ACJC/1169/2023 du 11.09.2023 sur OSQ/19/2023 ( SQP ) , CONFIRME

Normes : LP.278; LP.17
En fait
En droit
Par ces motifs
RÉPUBLIQUE ET CANTON DE GENÈVE

POUVOIR JUDICIAIRE

C/24570/2022 ACJC/1169/2023

ARRÊT

DE LA COUR DE JUSTICE

Chambre civile

DU LUNDI 11 SEPTEMBRE 2023

 

Entre

Monsieur A______, domicilié ______, recourant contre un jugement rendu par la 12ème Chambre du Tribunal de première instance de ce canton le 23 juin 2023, représenté par Me Aleksandra PETROVSKA, avocate, Sautter 29 Avocats, rue Sautter 29, case postale 244, 1211 Genève 12,

et

Madame B______, domiciliée ______, intimée, représentée par Me Pierre GABUS, avocat, Gabus Avocats, boulevard des Tranchées 46, 1206 Genève.

 


EN FAIT

A. Par jugement OSQ/19/2023 du 23 juin 2023, reçu par les parties le 27 juin 2023, le Tribunal de première instance a déclaré recevable l’opposition formée le 20 janvier 2023 par A______ contre l'ordonnance de séquestre rendue le 12 décembre 2022 dans la cause n° C/24570/2022 (chiffre 1 du dispositif, "à la forme"), l'a rejetée (ch. 2, "au fond"), a mis les frais judiciaires, arrêtés à 500 fr. et compensés avec l'avance effectuée, à la charge de A______ (ch. 2 et 3, "au fond"), a condamné A______ à verser à B______ 2'300 fr. à titre de dépens (ch. 4, "au fond") et a débouté les parties de toutes autres conclusions (ch. 5, "au fond").

B. a. Par acte expédié le 7 juillet 2023 à la Cour de justice, A______ forme recours contre le jugement précité, dont il requiert l'annulation. Il conclut, avec suite de dépens de première instance et de recours, à ce qu'il soit ordonné à l'Office des poursuites de procéder à un nouveau calcul de son budget et de rendre un nouveau procès-verbal, lequel devra tenir compte de sa situation financière réelle.

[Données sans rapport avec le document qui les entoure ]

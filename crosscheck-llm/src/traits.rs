use async_trait::async_trait;
use crosscheck_common::{CrosscheckError, Result};
use regex::Regex;
use serde::{Deserialize, Serialize};
use std::sync::OnceLock;

#[derive(Debug, Clone, Serialize, Deserialize)]
pub struct LlmResponse {
    pub text: String,
    pub model: Option<String>,
    pub tokens_used: Option<u32>,
}

/// How a piece of evidence relates to a claim.
#[derive(Debug, Clone, Copy, PartialEq, Eq, Serialize, Deserialize)]
#[serde(rename_all = "SCREAMING_SNAKE_CASE")]
pub enum EntailmentVerdict {
    Supported,
    Contradicted,
    Neutral,
}

/// A single claim/evidence judgment returned by the entailment provider.
#[derive(Debug, Clone, Serialize, Deserialize)]
pub struct EntailmentJudgment {
    pub verdict: EntailmentVerdict,
    pub reasoning: String,
}

/// A claim as the extraction provider reports it, before the engine
/// normalizes ids and citation numbers.
#[derive(Debug, Clone, Serialize, Deserialize)]
pub struct RawClaim {
    pub text: String,
    #[serde(default)]
    pub cited_sources: Vec<usize>,
}

/// Batch text-embedding capability.
///
/// One call embeds the whole batch; the returned vectors are in input order
/// and share a single dimension.
#[async_trait]
pub trait EmbeddingClient: Send + Sync {
    async fn embed(&self, texts: &[String]) -> Result<Vec<Vec<f32>>>;

    /// Get the embedding model name being used
    fn embed_model_name(&self) -> &str;
}

#[async_trait]
pub trait LlmClient: Send + Sync {
    /// Generate a response to the given prompt with optional system prompt
    async fn generate(
        &self,
        prompt: &str,
        system_prompt: Option<&str>,
        max_tokens: Option<u32>,
        temperature: Option<f32>,
    ) -> Result<LlmResponse>;

    /// Check if the LLM service is available
    async fn health_check(&self) -> Result<bool>;

    /// Get the model name being used
    fn model_name(&self) -> &str;

    /// Extract discrete factual claims from a synthesized answer.
    ///
    /// Claims carry the 1-indexed `[n]` citation numbers the answer
    /// attributed them to. At most `max_claims` are returned; the provider
    /// is best-effort and the caller re-validates everything.
    async fn extract_claims(&self, answer: &str, max_claims: usize) -> Result<Vec<RawClaim>> {
        let prompt = format!(
            r#"Return STRICT JSON ONLY: an array of at most {max_claims} objects with this schema:

[
  {{
    "text": string,             // one atomic, verifiable factual statement
    "cited_sources": [ int ]    // the [n] citation numbers attached to it, [] if none
  }}
]

Rules:
- Split compound statements into separate atomic claims.
- Skip opinions, hedges, and meta-commentary.
- Keep each claim's own wording; do not invent facts.
- "cited_sources" holds the numbers inside [n] markers near the claim.

Answer text:
{answer}
"#
        );

        let response = self
            .generate(&prompt, Some(CLAIM_EXTRACTION_SYSTEM_PROMPT), None, Some(0.1))
            .await?;

        let text = response.text.trim();
        let json_str = extract_json_block(text).unwrap_or_else(|| text.to_string());
        let mut claims: Vec<RawClaim> = serde_json::from_str(&json_str).map_err(|e| {
            CrosscheckError::Provider(format!("failed to parse claim extraction JSON: {e}"))
        })?;
        claims.truncate(max_claims);
        Ok(claims)
    }

    /// Judge whether `evidence` supports, contradicts, or is neutral toward
    /// `claim`. Exactly one pair per call.
    async fn classify_entailment(&self, claim: &str, evidence: &str) -> Result<EntailmentJudgment> {
        let prompt = format!(
            r#"Return STRICT JSON ONLY with this schema:

{{
  "verdict": "SUPPORTED" | "CONTRADICTED" | "NEUTRAL",
  "reasoning": string          // one or two sentences
}}

CLAIM: "{claim}"

EVIDENCE: "{evidence}"
"#
        );

        let response = self
            .generate(&prompt, Some(ENTAILMENT_SYSTEM_PROMPT), Some(200), Some(0.0))
            .await?;

        let text = response.text.trim();
        let json_str = extract_json_block(text).unwrap_or_else(|| text.to_string());
        let wire: EntailmentWire = serde_json::from_str(&json_str).map_err(|e| {
            CrosscheckError::Provider(format!("failed to parse entailment JSON: {e}"))
        })?;

        Ok(EntailmentJudgment {
            verdict: normalize_verdict(&wire.verdict),
            reasoning: wire.reasoning.unwrap_or_default(),
        })
    }
}

/// Wire-format to deserialize strictly from the model output. The verdict
/// stays a raw string so off-schema labels degrade to NEUTRAL instead of
/// failing the parse.
#[derive(Debug, Clone, Deserialize)]
struct EntailmentWire {
    verdict: String,
    #[serde(default)]
    reasoning: Option<String>,
}

fn normalize_verdict(raw: &str) -> EntailmentVerdict {
    match raw.trim().to_ascii_uppercase().as_str() {
        "SUPPORTED" => EntailmentVerdict::Supported,
        "CONTRADICTED" => EntailmentVerdict::Contradicted,
        _ => EntailmentVerdict::Neutral,
    }
}

/// Try to extract a ```json ... ``` fenced block; fall back to the first
/// naked JSON object or array.
pub(crate) fn extract_json_block(text: &str) -> Option<String> {
    static FENCE: OnceLock<Regex> = OnceLock::new();
    static PLAIN: OnceLock<Regex> = OnceLock::new();

    let re_fence = FENCE
        .get_or_init(|| Regex::new(r"(?s)```(?:json)?\s*([\[{].*?[\]}])\s*```").expect("fence regex"));
    if let Some(caps) = re_fence.captures(text) {
        return Some(caps.get(1)?.as_str().to_string());
    }
    let re_plain =
        PLAIN.get_or_init(|| Regex::new(r"(?s)([\[{].*[\]}])").expect("plain regex"));
    re_plain
        .captures(text)
        .and_then(|c| c.get(1).map(|m| m.as_str().to_string()))
}

pub const CLAIM_EXTRACTION_SYSTEM_PROMPT: &str = r#"
You are an expert at extracting verifiable factual claims from research answers.

Tasks:
1) Break the answer into atomic factual statements that can be checked against sources.
2) Record which [n] citation markers the answer attached to each statement.
3) Ignore opinions, advice, and anything that cannot be verified.

Output rules:
- Output STRICT JSON ONLY that matches the schema provided in the user message.
- Keep strings concise. No markdown, no prose outside fields.
"#;

pub const ENTAILMENT_SYSTEM_PROMPT: &str = r#"
You are an impartial natural-language-inference judge.

Given one CLAIM and one EVIDENCE passage, decide whether the evidence
supports the claim, contradicts it, or is neutral (neither).

Guidance:
- SUPPORTED: the evidence states or directly implies the claim.
- CONTRADICTED: the evidence states or directly implies the opposite.
- NEUTRAL: the evidence is about something else, or is too vague to decide.
- Judge ONLY from the evidence text. Do not use outside knowledge.

Return STRICT JSON ONLY.
"#;

#[cfg(test)]
mod tests {
    use super::*;

    #[test]
    fn fenced_json_is_preferred() {
        let text = "Here you go:\n```json\n{\"verdict\": \"SUPPORTED\"}\n```\nDone.";
        assert_eq!(
            extract_json_block(text).as_deref(),
            Some("{\"verdict\": \"SUPPORTED\"}")
        );
    }

    #[test]
    fn naked_array_is_found() {
        let text = "Sure: [{\"text\": \"a\", \"cited_sources\": [1]}] hope that helps";
        let block = extract_json_block(text).expect("block");
        let claims: Vec<RawClaim> = serde_json::from_str(&block).expect("parse");
        assert_eq!(claims.len(), 1);
        assert_eq!(claims[0].cited_sources, vec![1]);
    }

    #[test]
    fn off_schema_verdicts_degrade_to_neutral() {
        assert_eq!(normalize_verdict("supported"), EntailmentVerdict::Supported);
        assert_eq!(
            normalize_verdict(" CONTRADICTED "),
            EntailmentVerdict::Contradicted
        );
        assert_eq!(normalize_verdict("UNSURE"), EntailmentVerdict::Neutral);
        assert_eq!(normalize_verdict(""), EntailmentVerdict::Neutral);
    }

    #[test]
    fn verdict_serializes_screaming() {
        let json = serde_json::to_string(&EntailmentVerdict::Supported).unwrap();
        assert_eq!(json, "\"SUPPORTED\"");
    }
}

b. Dans sa réponse du 21 juillet 2023, B______ conclut au rejet du recours, avec suite de frais.

c. Les parties ont été informées le 8 août 2023 de ce que la cause était gardée à juger.

C. Les faits pertinents suivants résultent du dossier soumis à la Cour:

a. Par jugement JTPI/6088/2021 du 10 mai 2021, le Tribunal de première instance, statuant sur mesures protectrices de l'union conjugale, a condamné A______ à payer la somme de 3'550 fr. à B______, par mois et d'avance et à compter du 1er avril 2021, à titre de contribution à son entretien (ch. 3).

Par arrêt ACJC/1340/2021 du 5 octobre 2021, la Cour de justice a modifié le chiffre 3 du dispositif du jugement précité et condamné A______ à verser à B______, par mois et d'avance, dès le 1er avril 2021, la somme de 4'300 fr. à titre de contribution à son entretien.

Le recours formé devant le Tribunal fédéral par A______ à l'encontre de cet arrêt a été déclaré irrecevable par arrêt du 13 décembre 2021.

b. Par acte déposé au Tribunal le 12 décembre 2022, B______ a formé une requête de séquestre à l'encontre de A______ portant sur une créance en capital de 90'300 fr. avec intérêts à 5% l'an dès le 1er avril 2021, soit les contributions à son entretien dues pour les mois d'avril 2021 à décembre 2022.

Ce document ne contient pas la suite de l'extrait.